Vesna Todorović scite author profile

In vivo electroporation of tumours shows disruption of blood flow and creates a vascular effect with an initial rapid and transient vasoconstriction phase and a much longer lasting phase with changed microvascular endothelium. These changes are not well understood but are presumed to involve the cytoskeleton. The paper presents for the first time differential in vitro effects describing cytoskeleton changes and monolayer integrity changes by both electroporation and electrochemotherapy of monolayers of human microvascular endothelial cells (HMEC-1). After the application of electric field pulses, the morphology of cells, and both the F-actin and Beta-tubulin cytoskeleton proteins were affected.
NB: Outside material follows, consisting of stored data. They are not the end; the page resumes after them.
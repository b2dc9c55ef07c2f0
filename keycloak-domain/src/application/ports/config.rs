use crate::domain::errors::{ConfigError, DomainResult};
use serde::{Deserialize, Serialize};
use std::time::Duration;

/// Configuration port for accessing application configuration
pub trait ConfigurationPort: Send + Sync {
    /// Get Keycloak server configuration
    fn get_keycloak_config(&self) -> &KeycloakConfig;

    /// Get HTTP client configuration
    fn get_http_config(&self) -> &HttpConfig;

    /// Get logging configuration
    fn get_logging_config(&self) -> &LoggingConfig;

    /// Validate all configuration
    fn validate(&self) -> DomainResult<()>;
}

/// Keycloak server and admin credentials
#[derive(Debug, Clone, Serialize, Deserialize)]
pub struct KeycloakConfig {
    pub url: String,
    /// Realm the admin user authenticates against.
    pub realm: String,
    pub client_id: String,
    pub username: String,
    pub password: String,
    /// Path prefix in front of `/admin`, e.g. `/auth` on older servers.
    pub base_path: String,
}

impl Default for KeycloakConfig {
    fn default() -> Self {
        Self {
            url: String::new(),
            realm: "master".to_string(),
            client_id: "admin-cli".to_string(),
            username: String::new(),
            password: String::new(),
            base_path: String::new(),
        }
    }
}

impl KeycloakConfig {
    pub fn validate(&self) -> DomainResult<()> {
        if self.url.is_empty() {
            return Err(ConfigError::MissingRequired {
                key: "KEYCLOAK_URL".to_string(),
            }
            .into());
        }

        if !self.url.starts_with("http://") && !self.url.starts_with("https://") {
            return Err(ConfigError::InvalidValue {
                key: "KEYCLOAK_URL".to_string(),
                message: "Must start with http:// or https://".to_string(),
            }
            .into());
        }

        if self.username.is_empty() {
            return Err(ConfigError::MissingRequired {
                key: "KEYCLOAK_USER".to_string(),
            }
            .into());
        }

        if self.password.is_empty() {
            return Err(ConfigError::MissingRequired {
                key: "KEYCLOAK_PASSWORD".to_string(),
            }
            .into());
        }

        if self.realm.is_empty() {
            return Err(ConfigError::MissingRequired {
                key: "KEYCLOAK_REALM".to_string(),
            }
            .into());
        }

        if self.client_id.is_empty() {
            return Err(ConfigError::MissingRequired {
                key: "KEYCLOAK_CLIENT_ID".to_string(),
            }
            .into());
        }

        Ok(())
    }

    /// Server URL including the base path, without a trailing slash.
    pub fn server_url(&self) -> String {
        let base_path = self.base_path.trim_matches('/');
        let url = self.url.trim_end_matches('/');
        if base_path.is_empty() {
            url.to_string()
        } else {
            format!("{url}/{base_path}")
        }
    }
}

/// HTTP client configuration
#[derive(Debug, Clone, Serialize, Deserialize)]
pub struct HttpConfig {
    pub timeout_seconds: u64,
    pub connect_timeout_seconds: u64,
    pub user_agent: String,
}

impl Default for HttpConfig {
    fn default() -> Self {
        Self {
            timeout_seconds: 15,
            connect_timeout_seconds: 10,
            user_agent: concat!("terraform-provider-keycloak/", env!("CARGO_PKG_VERSION")).to_string(),
        }
    }
}

impl HttpConfig {
    pub fn validate(&self) -> DomainResult<()> {
        if self.timeout_seconds == 0 {
            return Err(ConfigError::InvalidValue {
                key: "HTTP_TIMEOUT_SECONDS".to_string(),
                message: "Must be greater than 0".to_string(),
            }
            .into());
        }

        if self.connect_timeout_seconds == 0 {
            return Err(ConfigError::InvalidValue {
                key: "HTTP_CONNECT_TIMEOUT_SECONDS".to_string(),
                message: "Must be greater than 0".to_string(),
            }
            .into());
        }

        Ok(())
    }

    pub fn get_timeout(&self) -> Duration {
        Duration::from_secs(self.timeout_seconds)
    }

    pub fn get_connect_timeout(&self) -> Duration {
        Duration::from_secs(self.connect_timeout_seconds)
    }
}

/// Logging configuration
#[derive(Debug, Clone, Serialize, Deserialize)]
pub struct LoggingConfig {
    pub level: LogLevel,
    pub format: LogFormat,
}

impl Default for LoggingConfig {
    fn default() -> Self {
        Self {
            level: LogLevel::Info,
            format: LogFormat::Compact,
        }
    }
}

/// Log level enumeration
#[derive(Debug, Clone, Copy, Serialize, Deserialize, PartialEq, Eq)]
pub enum LogLevel {
    Trace,
    Debug,
    Info,
    Warn,
    Error,
}

impl std::fmt::Display for LogLevel {
    fn fmt(&self, f: &mut std::fmt::Formatter<'_>) -> std::fmt::Result {
        match self {
            LogLevel::Trace => write!(f, "trace"),
            LogLevel::Debug => write!(f, "debug"),
            LogLevel::Info => write!(f, "info"),
            LogLevel::Warn => write!(f, "warn"),
            LogLevel::Error => write!(f, "error"),
        }
    }
}

/// Log format enumeration
#[derive(Debug, Clone, Copy, Serialize, Deserialize, PartialEq, Eq)]
pub enum LogFormat {
    Compact,
    Pretty,
    Json,
    Full,
}

/// Complete application configuration
#[derive(Debug, Clone, Default)]
pub struct AppConfig {
    pub keycloak: KeycloakConfig,
    pub http: HttpConfig,
    pub logging: LoggingConfig,
}

impl AppConfig {
    pub fn validate(&self) -> DomainResult<()> {
        self.keycloak.validate()?;
        self.http.validate()?;
        Ok(())
    }

    /// Load configuration from environment variables.
    ///
    /// Missing credentials are not an error here: the provider block may
    /// still supply them. Call [`AppConfig::validate`] once all sources are
    /// merged.
    pub fn from_env() -> DomainResult<Self> {
        Self::from_lookup(|key| std::env::var(key).ok())
    }

    /// Same as [`AppConfig::from_env`] with an injectable variable source.
    pub fn from_lookup<F>(lookup: F) -> DomainResult<Self>
    where
        F: Fn(&str) -> Option<String>,
    {
        let defaults = AppConfig::default();
        let var = |key: &str, default: &str| lookup(key).unwrap_or_else(|| default.to_string());

        let keycloak = KeycloakConfig {
            url: var("KEYCLOAK_URL", ""),
            realm: var("KEYCLOAK_REALM", &defaults.keycloak.realm),
            client_id: var("KEYCLOAK_CLIENT_ID", &defaults.keycloak.client_id),
            username: var("KEYCLOAK_USER", ""),
            password: var("KEYCLOAK_PASSWORD", ""),
            base_path: var("KEYCLOAK_BASE_PATH", ""),
        };

        let http = HttpConfig {
            timeout_seconds: parse_number(
                "HTTP_TIMEOUT_SECONDS",
                lookup("HTTP_TIMEOUT_SECONDS"),
                defaults.http.timeout_seconds,
            )?,
            connect_timeout_seconds: parse_number(
                "HTTP_CONNECT_TIMEOUT_SECONDS",
                lookup("HTTP_CONNECT_TIMEOUT_SECONDS"),
                defaults.http.connect_timeout_seconds,
            )?,
            user_agent: var("HTTP_USER_AGENT", &defaults.http.user_agent),
        };

        let logging = LoggingConfig {
            level: var("LOG_LEVEL", "info").parse().unwrap_or(LogLevel::Info),
            format: var("LOG_FORMAT", "compact")
                .parse()
                .unwrap_or(LogFormat::Compact),
        };

        Ok(AppConfig {
            keycloak,
            http,
            logging,
        })
    }
}

fn parse_number(key: &str, raw: Option<String>, default: u64) -> DomainResult<u64> {
    match raw {
        None => Ok(default),
        Some(raw) => raw.trim().parse().map_err(|_| {
            ConfigError::InvalidValue {
                key: key.to_string(),
                message: format!("expected a number of seconds, got {raw}"),
            }
            .into()
        }),
    }
}

impl std::str::FromStr for LogLevel {
    type Err = String;

    fn from_str(s: &str) -> Result<Self, Self::Err> {
        match s.to_lowercase().as_str() {
            "trace" => Ok(LogLevel::Trace),
            "debug" => Ok(LogLevel::Debug),
            "info" => Ok(LogLevel::Info),
            "warn" => Ok(LogLevel::Warn),
            "error" => Ok(LogLevel::Error),
            _ => Err(format!("Invalid log level: {s}")),
        }
    }
}

impl std::str::FromStr for LogFormat {
    type Err = String;

    fn from_str(s: &str) -> Result<Self, Self::Err> {
        match s.to_lowercase().as_str() {
            "compact" => Ok(LogFormat::Compact),
            "pretty" => Ok(LogFormat::Pretty),
            "json" => Ok(LogFormat::Json),
            "full" => Ok(LogFormat::Full),
            _ => Err(format!("Invalid log format: {s}")),
        }
    }
}

#[cfg(test)]
mod tests {
    use super::*;
    use std::collections::HashMap;

    fn lookup(vars: &[(&str, &str)]) -> impl Fn(&str) -> Option<String> {
        let vars: HashMap<String, String> = vars
            .iter()
            .map(|(k, v)| (k.to_string(), v.to_string()))
            .collect();
        move |key| vars.get(key).cloned()
    }

    #[test]
    fn defaults_apply_when_unset() {
        let config = AppConfig::from_lookup(lookup(&[])).unwrap();
        assert_eq!(config.keycloak.realm, "master");
        assert_eq!(config.keycloak.client_id, "admin-cli");
        assert_eq!(config.http.timeout_seconds, 15);
        assert_eq!(config.http.connect_timeout_seconds, 10);
        assert_eq!(config.logging.format, LogFormat::Compact);
        assert!(config.validate().is_err());
    }

    #[test]
    fn reads_credentials_and_base_path() {
        let config = AppConfig::from_lookup(lookup(&[
            ("KEYCLOAK_URL", "http://localhost:8080/"),
            ("KEYCLOAK_USER", "admin"),
            ("KEYCLOAK_PASSWORD", "admin"),
            ("KEYCLOAK_BASE_PATH", "/auth"),
            ("LOG_FORMAT", "json"),
        ]))
        .unwrap();
        assert!(config.validate().is_ok());
        assert_eq!(config.keycloak.server_url(), "http://localhost:8080/auth");
        assert_eq!(config.logging.format, LogFormat::Json);
    }

    #[test]
    fn rejects_url_without_scheme() {
        let config = KeycloakConfig {
            url: "localhost:8080".to_string(),
            username: "admin".to_string(),
            password: "admin".to_string(),
            ..Default::default()
        };
        assert!(config.validate().is_err());
    }

    #[test]
    fn rejects_non_numeric_timeouts() {
        let err = AppConfig::from_lookup(lookup(&[("HTTP_TIMEOUT_SECONDS", "soon")])).unwrap_err();
        assert!(err.to_string().contains("HTTP_TIMEOUT_SECONDS"));
    }
}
During both electroporation and electrochemotherapy, the initial phase of cellular damage was noticed at 10 min as swollen cells and honeycomb-like actin bundles. The electroporation-induced cellular effects, observed from electric pulses >150 V, were voltage-dependent and within 24 hrs partly recoverable. The electrochemotherapy-induced cellular effects developed at 2 hrs in spindle-like cells, and more densely packed F-actin and Beta-tubulin were observed, which were dependent on the amount of bleomycin and the voltages applied (>50 V). In addition, for electrochemotherapy with electric pulses >150 V cellular changes were not recoverable within 24 hrs. The effects on monolayer integrity were reflected in the enhanced monolayer permeability, with the electrochemotherapy showing an earlier onset and synergy. We conclude that electrochemotherapy as compared to electroporation leads within 24 hrs to a quicker and more pronounced monolayer integrity damage and endothelial cell death, which together provide further insight into the cellular changes of the vascular disruption of electrochemotherapy.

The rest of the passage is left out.